Os preços dos itens tradicionais da ceia de Natal subiram em média 9,16% em comparação com o ano passado. O azeite de oliva lidera as altas, com um aumento de 21,3%, seguido pelo lombo de porco com osso, que teve uma alta de quase 20%, de acordo com pesquisa da Fundação Instituto de Pesquisas Econômicas (Fipe).
A inflação tem pesado no bolso dos consumidores, especialmente dos baianos, que enfrentam preços mais altos para produtos típicos da ceia e outros itens consumidos com frequência nessa época, como azeitonas e vinhos.
O azeite de oliva, por exemplo, pode chegar a quase R$ 40 por uma garrafa de 500 ml, enquanto as versões importadas ultrapassam os R$ 80. O pernil também teve aumento, passando de R$ 100, e o peru está sendo vendido por cerca de R$ 126.
Pelo menos 13 itens tradicionais da cesta natalina tiveram aumento de preço, com uma média de 9,16%, conforme a pesquisa da Fipe. O cenário de preços mais altos nas prateleiras dos supermercados é explicado pela inflação, pela alta demanda durante as festas de fim de ano e por fatores externos, como a variação do dólar e as mudanças climáticas.
Apesar disso, nem todos os itens ficaram mais caros. O panetone com frutas cristalizadas teve uma leve queda de 1,60%, e o preço do macarrão espaguete caiu 2,17%.
Além dos itens típicos, outros produtos que não fazem parte da cesta natalina tradicional, mas são consumidos nessa época, também registraram aumento, como o palmito e o vinho, que subiram 8,48% e 8,28%, respectivamente.
Mesmo com alguns produtos com preços mais baixos, muitas famílias precisarão se adaptar. Economistas acreditam que os preços altos continuarão a influenciar as compras de Natal.

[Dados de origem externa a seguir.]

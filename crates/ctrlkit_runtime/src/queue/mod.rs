//! Deduplicating work queues.
//!
//! Three layers, each wrapping the previous one:
//!
//! - [`WorkQueue`]: dirty/processing/queued sets guaranteeing that a key is
//!   held by at most one worker and that adds during processing are
//!   coalesced into a single redelivery.
//! - [`DelayingQueue`]: adds an item after a delay, from a background
//!   thread.
//! - [`RateLimitingQueue`]: computes that delay from a [`RateLimiter`].

mod delaying;
mod metrics;
mod rate_limit;
mod rate_limiting;
mod work;

pub use delaying::DelayingQueue;
pub use metrics::QueueMetrics;
pub use rate_limit::{
    BucketRateLimiter, ExponentialBackoffLimiter, MaxOfRateLimiter, RateLimiter,
};
pub use rate_limiting::RateLimitingQueue;
pub use work::WorkQueue;
//! `ListWatch` client backed by an in-process `ApiServer`.

use crate::history::{FramePoll, FrameStream};
use crate::server::ApiServer;
use ctrlkit_api::codec::decode_event;
use ctrlkit_api::{ApiResult, ListWatch, ObjectList, Resource, WatchPoll, WatchStream};
use serde::de::DeserializeOwned;
use serde::Serialize;
use std::marker::PhantomData;
use std::sync::Arc;
use std::time::Duration;

/// A client that talks to an `ApiServer` in the same process.
///
/// Watch events cross the boundary as encoded frames and are decoded on
/// the client side, exactly as they would be over a network connection.
pub struct LocalClient<K: Resource> {
    server: Arc<ApiServer<K>>,
}

impl<K: Resource> LocalClient<K> {
    /// Creates a client for `server`.
    pub fn new(server: Arc<ApiServer<K>>) -> Self {
        Self { server }
    }

    /// Returns the server this client talks to.
    pub fn server(&self) -> &Arc<ApiServer<K>> {
        &self.server
    }
}

impl<K: Resource> Clone for LocalClient<K> {
    fn clone(&self) -> Self {
        Self {
            server: Arc::clone(&self.server),
        }
    }
}

impl<K> ListWatch<K> for LocalClient<K>
where
    K: Resource + Serialize + DeserializeOwned,
{
    fn list(&self) -> ApiResult<ObjectList<K>> {
        self.server.list()
    }

    fn watch(&self, resource_version: u64) -> ApiResult<Box<dyn WatchStream<K>>> {
        let frames = self.server.watch_frames(resource_version)?;
        Ok(Box::new(DecodingStream {
            frames,
            _kind: PhantomData,
        }))
    }
}

/// Decodes frames from a `FrameStream` into watch events.
struct DecodingStream<K> {
    frames: FrameStream,
    _kind: PhantomData<fn() -> K>,
}

impl<K: DeserializeOwned> WatchStream<K> for DecodingStream<K> {
    fn poll_next(&mut self, timeout: Duration) -> WatchPoll<K> {
        match self.frames.next_frame(timeout) {
            FramePoll::Frame(frame) => match decode_event(&frame) {
                Ok(event) => WatchPoll::Event(event),
                Err(err) => WatchPoll::Malformed(err),
            },
            FramePoll::Idle => WatchPoll::Idle,
            FramePoll::Closed(reason) => WatchPoll::Closed(reason),
        }
    }
}

#[cfg(test)]
mod tests {
    use super::*;
    use crate::config::ServerConfig;
    use ctrlkit_api::{ApiError, CronTab, CronTabSpec, WatchEvent};

    fn setup() -> (Arc<ApiServer<CronTab>>, LocalClient<CronTab>) {
        let server = Arc::new(ApiServer::new(ServerConfig::default()));
        let client = LocalClient::new(Arc::clone(&server));
        (server, client)
    }

    #[test]
    fn watch_decodes_events() {
        let (server, client) = setup();
        let mut watch = client.watch(0).unwrap();
        server
            .create(CronTab::new("ns", "a", CronTabSpec::default()))
            .unwrap();

        match watch.poll_next(Duration::from_millis(100)) {
            WatchPoll::Event(WatchEvent::Added(obj)) => {
                assert_eq!(obj.resource_version(), 1);
            }
            other => panic!("unexpected {other:?}"),
        }
    }

    #[test]
    fn malformed_frame_does_not_end_stream() {
        let (server, client) = setup();
        let mut watch = client.watch(0).unwrap();
        server.inject_malformed_frame(b"not cbor at all".to_vec());
        server
            .create(CronTab::new("ns", "b", CronTabSpec::default()))
            .unwrap();

        assert!(matches!(
            watch.poll_next(Duration::from_millis(100)),
            WatchPoll::Malformed(ApiError::Decode(_))
        ));
        assert!(matches!(
            watch.poll_next(Duration::from_millis(100)),
            WatchPoll::Event(WatchEvent::Added(_))
        ));
    }

    #[test]
    fn disconnect_closes_with_reason() {
        let (server, client) = setup();
        let mut watch = client.watch(0).unwrap();
        server.disconnect_watches();
        assert!(matches!(
            watch.poll_next(Duration::from_millis(100)),
            WatchPoll::Closed(Some(ApiError::Unavailable(_)))
        ));
    }

    #[test]
    fn idle_when_nothing_happens() {
        let (_server, client) = setup();
        let mut watch = client.watch(0).unwrap();
        assert!(matches!(
            watch.poll_next(Duration::from_millis(10)),
            WatchPoll::Idle
        ));
    }
}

Para contornar os custos elevados, muitas famílias têm adotado a estratégia de dividir os gastos, com cada pessoa trazendo um prato, para garantir uma ceia mais econômica.
A inflação, o aumento da demanda durante as festas e fatores externos, como a variação do dólar e as mudanças no clima, continuam a impactar diretamente o bolso dos consumidores.